The researchers stressed, however, that while a positive test result “strongly influenced a woman’s treatment choice,” their physician’s recommendation “was the single most important factor affecting her decision.” According to Schwartz, patients whose physicians “recommended” genetic testing or “considered” a double mastectomy were “significantly more likely to choose the procedure — a finding that underscores the complementary role of genetic counseling and testing, and shared decision-making between patients and physicians.”
Schwartz and his colleagues also noted that “many” of the patients who had negative genetic test results and took the double-mastectomy route “had either a strong family history of breast cancer or other risk factors,” including multiple previous biopsies in the opposite breast.
Mary Daly, a medical oncologist at the Fox Chase Cancer Center in Philadelphia, said the study “provides compelling evidence” that women at high risk for breast cancer who are given access to genetic counseling “will incorporate the test information into primary treatment decisions.”
Writing in an accompanying editorial, Daly adds: “Given the high rates of contralateral breast cancer in BRCA1 and BRCA2 mutation carriers, the choice to undergo a bilateral mastectomy rather than breast-conserving surgery could ultimately translate into improved survival for this population of patients.”
But Schwartz and colleagues warned that women still face obstacles to getting the information they need to make this choice. “Despite increased access to genetic testing in the United States, patients still face significant delays in getting an appointment to see a genetic counselor and obtaining insurance approval,” the Lombardi researchers said in the statement.
“While rapid testing is available in some locations, patients still need to see a genetics counselor and obtain insurance approval, which can delay treatment decisions,” they went on. “Moreover, rapid tests are much more expensive than regular tests, and often not fully covered by insurance.” According to Schwartz, costs for genetic tests range from $415, which looks for a trio of mutations in Ashkenazi Jews, to almost $3,000 for a full BRCA1/2 test.
Daly noted that these kinds of “barriers … should not deter the oncology community from encouraging widespread access to genetic counseling and testing for high-risk cancer patients. …”
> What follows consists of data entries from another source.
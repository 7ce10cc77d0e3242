//! Packwise - smart packing assistant
//!
//! This library recommends packing lists from a trip description
//! (destination type, duration, activities and season) and tracks packing
//! progress on a checklist.

pub mod api;
pub mod catalog;
pub mod checklist;
pub mod config;
pub mod engine;
pub mod error;
pub mod form;
pub mod logging;
pub mod models;
pub mod session;
pub mod web;

// Re-export core types for public API
pub use catalog::Catalog;
pub use checklist::{Checklist, TripSummary};
pub use config::PackwiseConfig;
pub use engine::{PackingEngine, generate};
pub use error::PackwiseError;
pub use form::TripForm;
pub use models::{ItemId, PackableItem, RecommendedItem, Season, TripRequest};
pub use session::{View, ViewController};

/// Library version
pub const VERSION: &str = env!("CARGO_PKG_VERSION");

/// Core result type used throughout the library
pub type Result<T> = std::result::Result<T, PackwiseError>;

#[cfg(test)]
mod tests {
    use super::*;

    #[test]
    fn test_version_is_set() {
        assert!(!VERSION.is_empty());
    }
}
Schwartz himself conceded that his study has limitations. “The group in our study was a pretty select group: newly diagnosed breast cancer patients who were identified as being high risk,” he said. “And I think this shows that offering and actually doing genetic counseling and testing in that post-diagnostic period is feasible, so that patients were able for the most part to get their counseling. Those who chose to get genetic tests were able to get genetic tests back in time to make definitive surgical treatment decisions.
“I think the second thing is that it showed that counseling and testing for those who are interested should be discussed and offered to high-risk patients in the post-diagnostic period,” he went on.
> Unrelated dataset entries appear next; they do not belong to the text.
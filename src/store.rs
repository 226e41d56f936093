//! Persisted local state, the desktop stand-in for the widget's
//! browser-local storage keys.
//!
//! Every key lives in one versioned JSON file. A missing, corrupt or
//! mis-versioned file is never fatal: it reads as the default empty state.
//! Writes are read-merge-write: reload the file, overlay only the fields the
//! caller owns, write back. Two app instances sharing the file get
//! last-write-wins per write, with no locking.

use std::path::{Path, PathBuf};
use std::sync::mpsc::{self, Receiver};
use std::sync::Mutex;

use bevy::prelude::*;
use notify::{RecommendedWatcher, RecursiveMode, Watcher};
use serde::{Deserialize, Serialize};

use crate::state::{GardenState, GRID_SIZE};

pub const STORE_VERSION: u32 = 1;
pub const DEFAULT_STORE_FILE: &str = "garden_state.json";

#[derive(Serialize, Deserialize, Clone, Debug, PartialEq)]
pub struct StoredState {
    pub version: u32,
    /// Cumulative XP ledger, written by the poll screen.
    pub total_xp: i64,
    /// Watering gauge, written by the garden screen.
    pub current_water_xp: i64,
    pub plants: [Option<u8>; GRID_SIZE],
    pub seeds_used: u8,
    /// Coarse level last shown on the poll screen. Independent of `plants`.
    pub plant_level: u8,
}

impl Default for StoredState {
    fn default() -> Self {
        Self {
            version: STORE_VERSION,
            total_xp: 0,
            current_water_xp: 0,
            plants: [None; GRID_SIZE],
            seeds_used: 0,
            plant_level: 0,
        }
    }
}

impl StoredState {
    /// In-memory garden view of the persisted keys.
    pub fn garden_state(&self) -> GardenState {
        GardenState::from_saved(
            self.plants,
            self.total_xp,
            self.current_water_xp,
            self.seeds_used,
        )
    }
}

#[derive(Resource, Clone)]
pub struct GardenStore {
    path: PathBuf,
}

impl GardenStore {
    pub fn from_env() -> Self {
        let path = std::env::var("GARDEN_STATE_FILE")
            .unwrap_or_else(|_| DEFAULT_STORE_FILE.to_string());
        Self::new(path)
    }

    pub fn new(path: impl Into<PathBuf>) -> Self {
        Self { path: path.into() }
    }

    pub fn path(&self) -> &Path {
        &self.path
    }

    pub fn load(&self) -> StoredState {
        let raw = match std::fs::read_to_string(&self.path) {
            Ok(raw) => raw,
            Err(_) => return StoredState::default(),
        };
        match serde_json::from_str::<StoredState>(&raw) {
            Ok(state) if state.version == STORE_VERSION => state,
            Ok(state) => {
                warn!(
                    "Garden store has unknown version {}, starting fresh",
                    state.version
                );
                StoredState::default()
            }
            Err(e) => {
                warn!("Failed to parse garden store, starting fresh: {}", e);
                StoredState::default()
            }
        }
    }

    /// Read-merge-write. Returns the state as written.
    pub fn update(&self, mutate: impl FnOnce(&mut StoredState)) -> StoredState {
        let mut state = self.load();
        mutate(&mut state);
        self.save(&state);
        state
    }

    fn save(&self, state: &StoredState) {
        match serde_json::to_string_pretty(state) {
            Ok(json) => {
                if let Err(e) = std::fs::write(&self.path, json) {
                    warn!("Failed to save garden store: {}", e);
                }
            }
            Err(e) => warn!("Failed to serialize garden store: {}", e),
        }
    }

    /// Full wipe: the next load sees the default empty state.
    pub fn reset(&self) {
        if let Err(e) = std::fs::remove_file(&self.path) {
            if e.kind() != std::io::ErrorKind::NotFound {
                warn!("Failed to clear garden store: {}", e);
            }
        }
    }
}

/// Change subscription on the store file, so ledger writes from the poll
/// screen (or a second app instance) reach the garden without waiting for
/// the fallback timer. Lives as a non-send resource; the platform watcher
/// is not guaranteed thread-safe.
pub struct StoreWatcher {
    rx: Mutex<Receiver<()>>,
    _watcher: RecommendedWatcher,
}

impl StoreWatcher {
    /// None when the platform watcher cannot be set up. The garden then
    /// falls back to timer-driven sync with identical delta semantics.
    pub fn new(store: &GardenStore) -> Option<Self> {
        let file_name = store.path().file_name()?.to_owned();
        let (tx, rx) = mpsc::channel();

        let result = notify::recommended_watcher(
            move |res: Result<notify::Event, notify::Error>| match res {
                Ok(event) => {
                    if event
                        .paths
                        .iter()
                        .any(|p| p.file_name() == Some(file_name.as_ref()))
                    {
                        let _ = tx.send(());
                    }
                }
                Err(e) => warn!("Garden store watch error: {:?}", e),
            },
        );
        let mut watcher = match result {
            Ok(watcher) => watcher,
            Err(e) => {
                warn!("Store watcher unavailable, using timer sync: {}", e);
                return None;
            }
        };

        let dir = store
            .path()
            .parent()
            .filter(|p| !p.as_os_str().is_empty())
            .unwrap_or(Path::new("."));
        if let Err(e) = watcher.watch(dir, RecursiveMode::NonRecursive) {
            warn!("Store watcher unavailable, using timer sync: {}", e);
            return None;
        }

        info!("Watching {} for changes", store.path().display());
        Some(Self {
            rx: Mutex::new(rx),
            _watcher: watcher,
        })
    }

    /// Drains pending change events. True if the file changed since the
    /// last call.
    pub fn changed(&self) -> bool {
        let rx = match self.rx.lock() {
            Ok(rx) => rx,
            Err(_) => return false,
        };
        let mut changed = false;
        while rx.try_recv().is_ok() {
            changed = true;
        }
        changed
    }
}

#[cfg(test)]
mod tests {
    use super::*;

    fn temp_store(dir: &tempfile::TempDir) -> GardenStore {
        GardenStore::new(dir.path().join(DEFAULT_STORE_FILE))
    }

    #[test]
    fn missing_file_loads_as_defaults() {
        let dir = tempfile::tempdir().unwrap();
        let store = temp_store(&dir);
        assert_eq!(store.load(), StoredState::default());
    }

    #[test]
    fn update_round_trips_the_grid_and_seed_count() {
        let dir = tempfile::tempdir().unwrap();
        let store = temp_store(&dir);

        store.update(|s| {
            s.total_xp = 120;
            s.current_water_xp = 20;
            s.plants = [Some(1), None, Some(4), None, Some(2), None];
            s.seeds_used = 3;
            s.plant_level = 2;
        });

        let loaded = store.load();
        assert_eq!(loaded.total_xp, 120);
        assert_eq!(loaded.current_water_xp, 20);
        assert_eq!(loaded.plants, [Some(1), None, Some(4), None, Some(2), None]);
        assert_eq!(loaded.seeds_used, 3);
        assert_eq!(loaded.plant_level, 2);
    }

    #[test]
    fn corrupt_json_loads_as_defaults() {
        let dir = tempfile::tempdir().unwrap();
        let store = temp_store(&dir);
        std::fs::write(store.path(), "{not json at all").unwrap();
        assert_eq!(store.load(), StoredState::default());
    }

    #[test]
    fn unknown_version_loads_as_defaults() {
        let dir = tempfile::tempdir().unwrap();
        let store = temp_store(&dir);
        let mut state = StoredState::default();
        state.version = 99;
        state.total_xp = 500;
        std::fs::write(store.path(), serde_json::to_string(&state).unwrap()).unwrap();
        assert_eq!(store.load(), StoredState::default());
    }

    #[test]
    fn reset_wipes_everything() {
        let dir = tempfile::tempdir().unwrap();
        let store = temp_store(&dir);
        store.update(|s| {
            s.total_xp = 70;
            s.seeds_used = 2;
        });
        store.reset();
        assert_eq!(store.load(), StoredState::default());
        // Resetting an already clean store is fine too.
        store.reset();
    }

    #[test]
    fn merge_keeps_fields_the_caller_does_not_own() {
        let dir = tempfile::tempdir().unwrap();
        let store = temp_store(&dir);

        // Poll screen writes the ledger.
        store.update(|s| s.total_xp = 35);
        // Garden screen writes its own keys and must not clobber the ledger.
        store.update(|s| {
            s.current_water_xp = 35;
            s.seeds_used = 1;
            s.plants[0] = Some(1);
        });

        let loaded = store.load();
        assert_eq!(loaded.total_xp, 35);
        assert_eq!(loaded.current_water_xp, 35);
        assert_eq!(loaded.plants[0], Some(1));
    }

    #[test]
    fn stored_state_converts_into_a_garden_state() {
        let mut stored = StoredState::default();
        stored.total_xp = 60;
        stored.current_water_xp = 50;
        stored.plants[1] = Some(3);
        stored.seeds_used = 1;

        let garden = stored.garden_state();
        assert_eq!(garden.total_points, 60);
        assert_eq!(garden.current_water_points, 50);
        assert_eq!(garden.plants[1], Some(3));
        assert_eq!(garden.seeds_used, 1);
        assert!(garden.can_water());
    }
}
Asked if he thought the results of this study would spur more physicians to offer molecular diagnostics tests to more patients, he said that some factors of the trial would have confounded attempts to glean that kind of information. For example, he said that since his study offered genetic testing and counseling for free, women participated in the counseling and testing “even in cases where they might not be interested in using the results for their treatment decision making.”